Appropriate because I am writing about love – which you might think a little squishy – but it has relevance to your health.

I am inspired to write about love in part because our new minister at the Fredericksburg Unitarian Fellowship, David Brown, talked to our End-Of-Life-Conversations group, about the book Love and Death by Forrest Church.
Church, was the minister at the Unitarian Church of All souls in New York for 30 years. He wrote this in 2007 when he got the news that the esophageal cancer had come back. He died in 2008.
“I Cannot Tell What This Love May Be”
However, this “love” thing confuses me a bit.

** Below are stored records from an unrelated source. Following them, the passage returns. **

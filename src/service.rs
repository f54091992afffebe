//! Job-level facade over the pipeline: spawns runs, exposes progress and
//! cancellation, and hosts the review-side writes (confirmations, glossary
//! decisions, embedding backfill).

use std::collections::HashMap;
use std::sync::Arc;

use parking_lot::Mutex;
use tokio::task::JoinHandle;
use tracing::{error, info, warn};

use crate::corpus::{CorpusScope, TmStore};
use crate::document::{SegmentStatus, SegmentStore, SegmentWrite};
use crate::embedding::EmbeddingGenerator;
use crate::error::{PipelineError, Result};
use crate::glossary::GlossaryStore;
use crate::jobs::{JobRegistry, PretranslationJob};
use crate::pipeline::{PretranslateOptions, PretranslationPipeline};

pub struct PretranslationService {
    pipeline: Arc<PretranslationPipeline>,
    registry: Arc<JobRegistry>,
    tm: Arc<TmStore>,
    glossary: Arc<GlossaryStore>,
    embedder: Option<Arc<dyn EmbeddingGenerator>>,
    store: Arc<dyn SegmentStore>,
    handles: Mutex<HashMap<String, JoinHandle<()>>>,
}

impl PretranslationService {
    pub fn new(
        pipeline: Arc<PretranslationPipeline>,
        registry: Arc<JobRegistry>,
        tm: Arc<TmStore>,
        glossary: Arc<GlossaryStore>,
        embedder: Option<Arc<dyn EmbeddingGenerator>>,
        store: Arc<dyn SegmentStore>,
    ) -> Self {
        Self {
            pipeline,
            registry,
            tm,
            glossary,
            embedder,
            store,
            handles: Mutex::new(HashMap::new()),
        }
    }

    pub fn registry(&self) -> &Arc<JobRegistry> {
        &self.registry
    }

    /// Spawns a pretranslation run in the background. The document must be
    /// loadable up front; a run already in flight for it is replaced.
    pub fn start(&self, document_id: &str, options: PretranslateOptions) -> Result<()> {
        self.store.load(document_id)?;

        let mut handles = self.handles.lock();
        if let Some(stale) = handles.remove(document_id) {
            if !stale.is_finished() {
                warn!(document = document_id, "replacing a job still in flight");
                stale.abort();
            }
        }

        let pipeline = Arc::clone(&self.pipeline);
        let doc_id = document_id.to_string();
        let handle = tokio::spawn(async move {
            if let Err(e) = pipeline.pretranslate(&doc_id, &options).await {
                error!(document = %doc_id, error = %e, "pretranslation failed");
            }
        });
        handles.insert(document_id.to_string(), handle);
        Ok(())
    }

    pub fn progress(&self, document_id: &str) -> Option<PretranslationJob> {
        self.registry.get(document_id)
    }

    /// Requests cooperative cancellation. Returns false when no run is
    /// active for the document.
    pub fn cancel(&self, document_id: &str) -> bool {
        self.registry.cancel(document_id)
    }

    /// Waits for the spawned run to finish and returns the final snapshot.
    pub async fn await_job(&self, document_id: &str) -> Option<PretranslationJob> {
        let handle = self.handles.lock().remove(document_id);
        if let Some(handle) = handle {
            if let Err(e) = handle.await {
                if !e.is_cancelled() {
                    warn!(document = document_id, error = %e, "job task failed");
                }
            }
        }
        self.registry.get(document_id)
    }

    /// Marks a segment as reviewed and feeds the pair back into the TM so
    /// the next run scores it as an exact match.
    pub fn confirm_segment(
        &self,
        document_id: &str,
        segment_index: usize,
        target_text: &str,
    ) -> Result<()> {
        let text = target_text.trim();
        if text.is_empty() {
            return Err(PipelineError::Validation(
                "confirmed target text must not be empty".to_string(),
            ));
        }
        let document = self.store.load(document_id)?;
        let segment = document.segments.get(segment_index).ok_or_else(|| {
            PipelineError::Validation(format!(
                "document {document_id}: no segment with index {segment_index}"
            ))
        })?;

        self.store.commit(
            document_id,
            &[SegmentWrite {
                index: segment_index,
                target_mt: text.to_string(),
                target_final: Some(text.to_string()),
                status: SegmentStatus::Confirmed,
                fuzzy_score: segment.fuzzy_score,
                best_match_ref: segment.best_match_ref,
            }],
        )?;

        let unit_id = self
            .tm
            .upsert(&segment.source_text, text, &document.scope(), Some(100));
        self.tm.save()?;
        info!(
            document = document_id,
            segment = segment_index,
            unit = unit_id,
            "segment confirmed into TM"
        );
        Ok(())
    }

    /// Records a reviewer's terminology decision in the glossary.
    pub fn resolve_term(
        &self,
        source_term: &str,
        target_term: &str,
        scope: &CorpusScope,
        forbidden: bool,
        notes: Option<String>,
    ) -> Result<u64> {
        if source_term.trim().is_empty() {
            return Err(PipelineError::Validation(
                "glossary source term must not be empty".to_string(),
            ));
        }
        let id = self
            .glossary
            .upsert(source_term.trim(), target_term.trim(), scope, forbidden, notes);
        self.glossary.save()?;
        Ok(id)
    }

    pub async fn backfill_embeddings(&self, batch_size: usize) -> Result<usize> {
        let Some(embedder) = self.embedder.as_ref() else {
            return Err(PipelineError::EmbeddingUnavailable(
                "no embedding generator configured".to_string(),
            ));
        };
        backfill_embeddings(&self.tm, &self.glossary, embedder.as_ref(), batch_size).await
    }
}

/// Embeds every TM unit and glossary term that does not carry a vector yet
/// and persists both stores. Returns how many embeddings were written.
pub async fn backfill_embeddings(
    tm: &TmStore,
    glossary: &GlossaryStore,
    embedder: &dyn EmbeddingGenerator,
    batch_size: usize,
) -> Result<usize> {
    let batch_size = batch_size.max(1);

    let tm_count = backfill(
        embedder,
        batch_size,
        |n| tm.missing_embeddings(n),
        |id, vector| tm.set_embedding(id, vector),
    )
    .await?;
    tm.save()?;

    let glossary_count = backfill(
        embedder,
        batch_size,
        |n| glossary.missing_embeddings(n),
        |id, vector| glossary.set_embedding(id, vector),
    )
    .await?;
    glossary.save()?;

    info!(
        tm = tm_count,
        glossary = glossary_count,
        "embedding backfill finished"
    );
    Ok(tm_count + glossary_count)
}

async fn backfill<M, S>(
    embedder: &dyn EmbeddingGenerator,
    batch_size: usize,
    missing: M,
    set: S,
) -> Result<usize>
where
    M: Fn(usize) -> Vec<(u64, String)>,
    S: Fn(u64, Vec<f32>) -> Result<()>,
{
    let mut total = 0usize;
    loop {
        let pending = missing(batch_size);
        if pending.is_empty() {
            return Ok(total);
        }
        let texts: Vec<String> = pending.iter().map(|(_, text)| text.clone()).collect();
        let vectors = embedder.embed_batch(&texts).await?;
        if vectors.len() != pending.len() {
            return Err(PipelineError::EmbeddingUnavailable(format!(
                "embedding batch returned {} vectors for {} texts",
                vectors.len(),
                pending.len()
            )));
        }
        for ((id, _), vector) in pending.into_iter().zip(vectors) {
            set(id, vector)?;
            total += 1;
        }
    }
}
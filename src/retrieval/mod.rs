//! TM lookup: fuzzy string matching, vector similarity, and the hybrid
//! ranker that merges both.

pub mod fuzzy;
pub mod hybrid;
pub mod vector;

pub use fuzzy::{fuzzy_score, search_fuzzy};
pub use hybrid::HybridRanker;
pub use vector::{cosine_similarity, search_vector};

use std::cmp::Ordering;

use serde::Serialize;

use crate::corpus::CorpusScope;

/// Which index produced a candidate. Hybrid means both agreed on the unit.
#[derive(Debug, Clone, Copy, PartialEq, Eq, Serialize)]
#[serde(rename_all = "snake_case")]
pub enum MatchMethod {
    Fuzzy,
    Vector,
    Hybrid,
}

/// One ranked TM hit. Scores live on a 0..=100 scale where 100 means the
/// source text is byte-identical.
#[derive(Debug, Clone, Serialize)]
pub struct MatchCandidate {
    pub id: u64,
    pub source_text: String,
    pub target_text: String,
    pub score: f32,
    pub method: MatchMethod,
}

#[derive(Debug, Clone, Copy, PartialEq, Eq)]
pub enum SearchMode {
    /// Fuzzy only, for exact hits and score floors.
    Basic,
    /// Fuzzy plus vector recall, for RAG example gathering.
    Extended,
}

#[derive(Debug, Clone)]
pub struct SearchOptions {
    pub scope: CorpusScope,
    pub limit: usize,
    pub min_score: f32,
    /// Cosine floor for the vector side, 0..=1.
    pub vector_similarity: f32,
    pub mode: SearchMode,
    pub use_vector_search: bool,
}

impl SearchOptions {
    /// Only a byte-identical unit qualifies.
    pub fn exact(scope: CorpusScope) -> Self {
        Self {
            scope,
            limit: 1,
            min_score: 100.0,
            vector_similarity: 1.0,
            mode: SearchMode::Basic,
            use_vector_search: false,
        }
    }

    pub fn suggestions(scope: CorpusScope, limit: usize, min_score: f32) -> Self {
        Self {
            scope,
            limit,
            min_score,
            vector_similarity: 1.0,
            mode: SearchMode::Basic,
            use_vector_search: false,
        }
    }

    pub fn extended(
        scope: CorpusScope,
        limit: usize,
        min_score: f32,
        vector_similarity: f32,
    ) -> Self {
        Self {
            scope,
            limit,
            min_score,
            vector_similarity,
            mode: SearchMode::Extended,
            use_vector_search: true,
        }
    }
}

/// Best score first; equal scores prefer the larger (more recent) id.
pub(crate) fn rank(candidates: &mut [MatchCandidate]) {
    candidates.sort_by(|a, b| {
        b.score
            .partial_cmp(&a.score)
            .unwrap_or(Ordering::Equal)
            .then_with(|| b.id.cmp(&a.id))
    });
}
use std::path::{Path, PathBuf};

use anyhow::Context;

use crate::config::{
    find_default_config, load_config, resolve_embedding, resolve_provider, AppConfig,
    ResolvedEmbedding, ResolvedProvider, DEFAULT_CONFIG_FILENAME, ENV_CONFIG_PATH,
};
use crate::glossary::GlossaryFilterConfig;
use crate::pipeline::prompts::{default_prompt_files, PromptSet, DEFAULT_PROMPTS_DIR};

/// How AI segments are generated.
#[derive(Clone, Copy, Debug, Default, PartialEq, Eq)]
pub enum GenerationMode {
    /// Many segments per call, marker-delimited output.
    #[default]
    Batch,
    /// One segment per call with a draft/review/fix loop.
    Critic,
}

impl GenerationMode {
    pub fn parse(s: Option<&str>) -> Self {
        match s.unwrap_or("batch").trim().to_ascii_lowercase().as_str() {
            "critic" => Self::Critic,
            _ => Self::Batch,
        }
    }
}

/// TM lookup thresholds shared by the scan and the RAG context assembly.
#[derive(Clone, Debug)]
pub struct SearchSettings {
    pub max_results: usize,
    /// Floor for suggestion queries that decide AI eligibility.
    pub min_suggestion_score: f32,
    /// Floor for the fuzzy side of extended (RAG) searches.
    pub extended_min_score: f32,
    pub vector_min_similarity: f32,
    pub use_vector_search: bool,
    pub rag_examples: usize,
}

#[derive(Clone, Debug)]
pub struct PipelineConfig {
    pub config_path: Option<PathBuf>,

    pub search: SearchSettings,
    pub glossary: GlossaryFilterConfig,
    pub provider: ResolvedProvider,
    pub embedding: ResolvedEmbedding,

    /// Paths from [storage], resolved relative to the config file.
    pub tm_path: Option<PathBuf>,
    pub glossary_path: Option<PathBuf>,

    pub mode: GenerationMode,
    pub checkpoint_every: usize,
    pub progress_update_every: usize,
    pub ai_batch_size: usize,
    pub neighbor_window: usize,

    pub prompts: PromptSet,
}

impl PipelineConfig {
    pub fn from_config_and_args(
        workdir: &Path,
        config_path: Option<PathBuf>,
        mode_arg: Option<&str>,
        tm_arg: Option<PathBuf>,
        glossary_arg: Option<PathBuf>,
        no_vector: bool,
    ) -> anyhow::Result<Self> {
        let cfg_file = config_path
            .or_else(|| std::env::var(ENV_CONFIG_PATH).ok().map(PathBuf::from))
            .or_else(|| find_default_config(workdir, DEFAULT_CONFIG_FILENAME));

        let mut file_cfg = AppConfig::default();
        if let Some(p) = cfg_file.as_ref() {
            if p.exists() {
                file_cfg = load_config(p)?;
            }
        }
        let config_dir = cfg_file
            .as_ref()
            .and_then(|p| p.parent().map(Path::to_path_buf))
            .unwrap_or_else(|| workdir.to_path_buf());

        let retrieval = &file_cfg.retrieval;
        let search = SearchSettings {
            max_results: retrieval.max_results.unwrap_or(10).max(1),
            min_suggestion_score: retrieval.min_suggestion_score.unwrap_or(60.0),
            extended_min_score: retrieval.extended_min_score.unwrap_or(50.0),
            vector_min_similarity: retrieval.vector_min_similarity.unwrap_or(0.75),
            use_vector_search: retrieval.use_vector_search.unwrap_or(true) && !no_vector,
            rag_examples: retrieval.rag_examples.unwrap_or(5).max(1),
        };

        let glossary_section = &file_cfg.glossary;
        let defaults = GlossaryFilterConfig::default();
        let glossary = GlossaryFilterConfig {
            recall_limit: glossary_section.recall_limit.unwrap_or(defaults.recall_limit),
            min_similarity: glossary_section.min_similarity.unwrap_or(defaults.min_similarity),
            fallback_recent: glossary_section
                .fallback_recent
                .unwrap_or(defaults.fallback_recent),
            max_suffix_len: glossary_section
                .max_suffix_len
                .unwrap_or(defaults.max_suffix_len),
        };

        let resolve_storage = |configured: &Option<String>, arg: Option<PathBuf>| {
            arg.or_else(|| {
                configured.as_deref().map(|rel| {
                    let p = PathBuf::from(rel);
                    if p.is_relative() {
                        config_dir.join(p)
                    } else {
                        p
                    }
                })
            })
        };
        let tm_path = resolve_storage(&file_cfg.storage.tm, tm_arg);
        let glossary_path = resolve_storage(&file_cfg.storage.glossary, glossary_arg);

        let mode = GenerationMode::parse(mode_arg.or(file_cfg.pipeline.mode.as_deref()));
        let checkpoint_every = file_cfg.pipeline.checkpoint_every.unwrap_or(5).max(1);
        let progress_update_every = file_cfg.pipeline.progress_update_every.unwrap_or(5).max(1);
        let ai_batch_size = file_cfg.pipeline.ai_batch_size.unwrap_or(10).max(1);
        let neighbor_window = file_cfg.pipeline.neighbor_window.unwrap_or(2);

        let prompts = PromptSet::load(cfg_file.as_deref(), &file_cfg).context("load prompts")?;

        Ok(Self {
            config_path: cfg_file,
            search,
            glossary,
            provider: resolve_provider(&file_cfg),
            embedding: resolve_embedding(&file_cfg),
            tm_path,
            glossary_path,
            mode,
            checkpoint_every,
            progress_update_every,
            ai_batch_size,
            neighbor_window,
            prompts,
        })
    }
}

pub fn init_default_config(dir: &Path, force: bool) -> anyhow::Result<PathBuf> {
    std::fs::create_dir_all(dir)
        .with_context(|| format!("create config dir: {}", dir.display()))?;
    let cfg_path = dir.join(DEFAULT_CONFIG_FILENAME);

    let prompts_dir = dir.join(DEFAULT_PROMPTS_DIR);
    std::fs::create_dir_all(&prompts_dir)
        .with_context(|| format!("create prompts dir: {}", prompts_dir.display()))?;

    for (fname, body) in default_prompt_files() {
        let p = prompts_dir.join(fname);
        if p.exists() && !force {
            continue;
        }
        std::fs::write(&p, body).with_context(|| format!("write prompt: {}", p.display()))?;
    }

    if cfg_path.exists() && !force {
        return Ok(cfg_path);
    }

    let cfg_text = r#"[retrieval]
max_results = 10
min_suggestion_score = 60.0
extended_min_score = 50.0
vector_min_similarity = 0.75
use_vector_search = true
rag_examples = 5

[glossary]
recall_limit = 50
min_similarity = 0.6
fallback_recent = 200
max_suffix_len = 3

[provider]
base_url = "http://localhost:11434/v1"
model = "qwen2.5:14b-instruct"
# api_key = "sk-..."          # or set PRETRANSLATOR_API_KEY
timeout_secs = 90
max_retries = 2
retry_backoff_ms = 500

[embedding]
enabled = true
base_url = "http://localhost:11434/v1"
model = "nomic-embed-text"
# api_key = "..."             # or set PRETRANSLATOR_EMBEDDING_API_KEY
dimension = 768
timeout_secs = 30
cache_entries = 2048
cache_ttl_secs = 3600
max_batch = 64

[pipeline]
mode = "batch"                # "batch" or "critic"
checkpoint_every = 5
progress_update_every = 5
ai_batch_size = 10
neighbor_window = 2

[storage]
# tm = "tm.json"
# glossary = "glossary.json"

[prompts]
batch_translate = "prompts/batch_translate.txt"
critic_review = "prompts/critic_review.txt"
critic_fix = "prompts/critic_fix.txt"
"#;

    std::fs::write(&cfg_path, cfg_text)
        .with_context(|| format!("write config: {}", cfg_path.display()))?;
    Ok(cfg_path)
}
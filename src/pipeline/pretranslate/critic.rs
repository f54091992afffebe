use tracing::warn;

use crate::document::Document;
use crate::error::{PipelineError, Result};
use crate::jobs::JobUpdate;
use crate::pipeline::context::{assemble_batch_context, RagContext};
use crate::pipeline::prompts::render_template;
use crate::provider::TranslationRequest;
use crate::quality::review_draft;
use crate::retry::run_with_retry;
use crate::sentinels::{parse_segmented_output, wrap_segment};

use super::{ai_write, fallback_write, PretranslationPipeline, RunState};

impl PretranslationPipeline {
    /// Critic mode: each segment gets its own draft, a critique pass and,
    /// unless the critique says OK and no hard heuristic fired, a fix pass.
    /// Slower and chattier than batch mode, commits after every segment.
    pub(super) async fn run_critic_mode(
        &self,
        document: &mut Document,
        state: &mut RunState,
    ) -> Result<()> {
        let queued = std::mem::take(&mut state.queued);
        let total = queued.len();
        let source_locale = document.source_locale.clone();
        let target_locale = document.target_locale.clone();

        for (pos, &index) in queued.iter().enumerate() {
            self.check_cancel(document, state)?;
            self.registry.update(
                &state.document_id,
                JobUpdate {
                    current_segment: Some(index),
                    message: Some(format!("AI_PROCESSING (segment {}/{})", pos + 1, total)),
                    ..JobUpdate::default()
                },
            );
            self.progress.progress("critic", pos + 1, total);

            let source = document.segments[index].source_text.clone();
            let context = assemble_batch_context(
                &self.ranker,
                &self.glossary,
                document,
                &[index],
                &self.cfg.search,
                self.cfg.neighbor_window,
            )
            .await?;

            // Drafting reuses the batch prompt with a single wrapped segment.
            let segment_block = wrap_segment(index, &source);
            let prompt = render_template(
                &self.cfg.prompts.batch_translate,
                &[
                    ("source_lang", document.source_locale.as_str()),
                    ("target_lang", document.target_locale.as_str()),
                    ("context_block", &context.render()),
                    ("segment_block", &segment_block),
                ],
            );
            let request = TranslationRequest::new(prompt);

            let response = match run_with_retry(self.cfg.provider.retry, "critic draft", || {
                self.provider.translate(&request)
            })
            .await
            {
                Ok(response) => response,
                Err(e @ (PipelineError::InvalidCredentials(_) | PipelineError::RateLimited(_))) => {
                    self.commit(document, state)?;
                    return Err(e);
                }
                Err(e) => {
                    warn!(segment = index, error = %e, "draft failed; copying source text");
                    state.buffer.push(fallback_write(index, &source));
                    self.commit(document, state)?;
                    self.check_cancel(document, state)?;
                    continue;
                }
            };

            let draft = if response.usage.degraded {
                None
            } else {
                parse_segmented_output(&response.text, &[index])
                    .remove(&index)
                    .filter(|t| !t.trim().is_empty())
            };
            let Some(draft) = draft else {
                state.buffer.push(fallback_write(index, &source));
                self.commit(document, state)?;
                self.check_cancel(document, state)?;
                continue;
            };

            let final_text = self
                .review_and_fix(&source_locale, &target_locale, &source, draft, &context)
                .await?;
            let best = state.best_by_index.get(&index).copied();
            state.buffer.push(ai_write(index, final_text, best));
            self.commit(document, state)?;
            self.check_cancel(document, state)?;
        }
        Ok(())
    }

    /// Review loop for one draft. Only credential and rate-limit errors
    /// escape; anything else keeps the draft rather than losing the segment.
    async fn review_and_fix(
        &self,
        source_locale: &str,
        target_locale: &str,
        source: &str,
        draft: String,
        context: &RagContext,
    ) -> Result<String> {
        let checks = review_draft(source, &draft);
        let glossary_block = context.glossary_block();
        let heuristics = checks.render_block();

        let review_prompt = render_template(
            &self.cfg.prompts.critic_review,
            &[
                ("source_lang", source_locale),
                ("target_lang", target_locale),
                ("source", source),
                ("draft", &draft),
                ("glossary_block", &glossary_block),
                ("heuristics", &heuristics),
            ],
        );
        let review_request = TranslationRequest::new(review_prompt);
        let critique = match run_with_retry(self.cfg.provider.retry, "critic review", || {
            self.provider.translate(&review_request)
        })
        .await
        {
            Ok(response) if !response.usage.degraded => response.text,
            Ok(_) => return Ok(draft),
            Err(e @ (PipelineError::InvalidCredentials(_) | PipelineError::RateLimited(_))) => {
                return Err(e)
            }
            Err(e) => {
                warn!(error = %e, "critique failed; keeping draft");
                return Ok(draft);
            }
        };

        if critique.trim() == "OK" && !checks.needs_fix() {
            return Ok(draft);
        }

        let fix_prompt = render_template(
            &self.cfg.prompts.critic_fix,
            &[
                ("source_lang", source_locale),
                ("target_lang", target_locale),
                ("source", source),
                ("draft", &draft),
                ("critique", critique.trim()),
                ("glossary_block", &glossary_block),
                ("heuristics", &heuristics),
            ],
        );
        let fix_request = TranslationRequest::new(fix_prompt);
        match run_with_retry(self.cfg.provider.retry, "critic fix", || {
            self.provider.translate(&fix_request)
        })
        .await
        {
            Ok(response) if !response.usage.degraded && !response.text.trim().is_empty() => {
                Ok(response.text.trim().to_string())
            }
            Ok(_) => Ok(draft),
            Err(e @ (PipelineError::InvalidCredentials(_) | PipelineError::RateLimited(_))) => {
                Err(e)
            }
            Err(e) => {
                warn!(error = %e, "fix failed; keeping draft");
                Ok(draft)
            }
        }
    }
}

I am put in mind of Patience in the Gilbert and Sullivan operetta of the same name, which was the school play one year at the boarding school I attended, and I was a proud member of the chorus of Dragoons.
Patience, seeing a lot of swooning, lovesick maidens besotted with the foppish poet Archibald Grosvenor (a spoof on the aesthetic movement of the 1880’s and Oscar Wild) sings “I cannot tell what this love may be. . . . . it cannot be joy and rapture deep, or why do these ladies weep ?. . . “
This is a bit how I feel. But this whole love business seems to be a bit over-the-top in America.
The Brit’s think of love as when you fancy someone – romantic love. They don’t tell their children “I love you” every time they end of a phone call. Some curmudgeonly Brits’ even consider love a four-letter word.
Church’s beautifully written book is mostly about his dealing with the death and his personal theology – though he does claim “without love, nothing matters” and that God is love.
I was prompted to explore.
A Whimsical Health Benefit
This took me to new realms.
Writer Alain Badious in his book In Praise of Love, recognizes three kinds of love. Romantic ecstasy. Legalistic contract. Or perhaps, a bit cynically, a “skeptical illusion.”
Schopenhauer – known as a gloomy pessimist - hated love. Kierkegaard – who was despairing about the compromises and cruelties of life - thought love was divine. Philologist, philosopher, poet, and composer Nietzsche says it’s an “instinctual force related to our biological and cultural drives.”
A comment on Reddit I rather liked was “"love can be considered somewhat overrated, mainly due to the emphasis on romantic love being portrayed as the ultimate source of happiness and fulfillment.”
The Unitarians – who seem a little OTT about love in my opinion, with the billboard declaring “love is love” (which I don’t quite understand but read is “ a core teaching”) seem to see love not just as having the hots for someone but a force for good.
This is where the health benefit comes in. If it builds community, companionship, and healthy, supportive relationships, these are things that are documented as having a distinct health benefit. It boosts our immune system, makes us tolerate pain better, lessens risk of depression, makes us live longer, improves behavior and reduces stress - according to researchers at the University of Texas.
So . . . . . love thy neighbor and all that. It’s good for you – it’s good for them as well.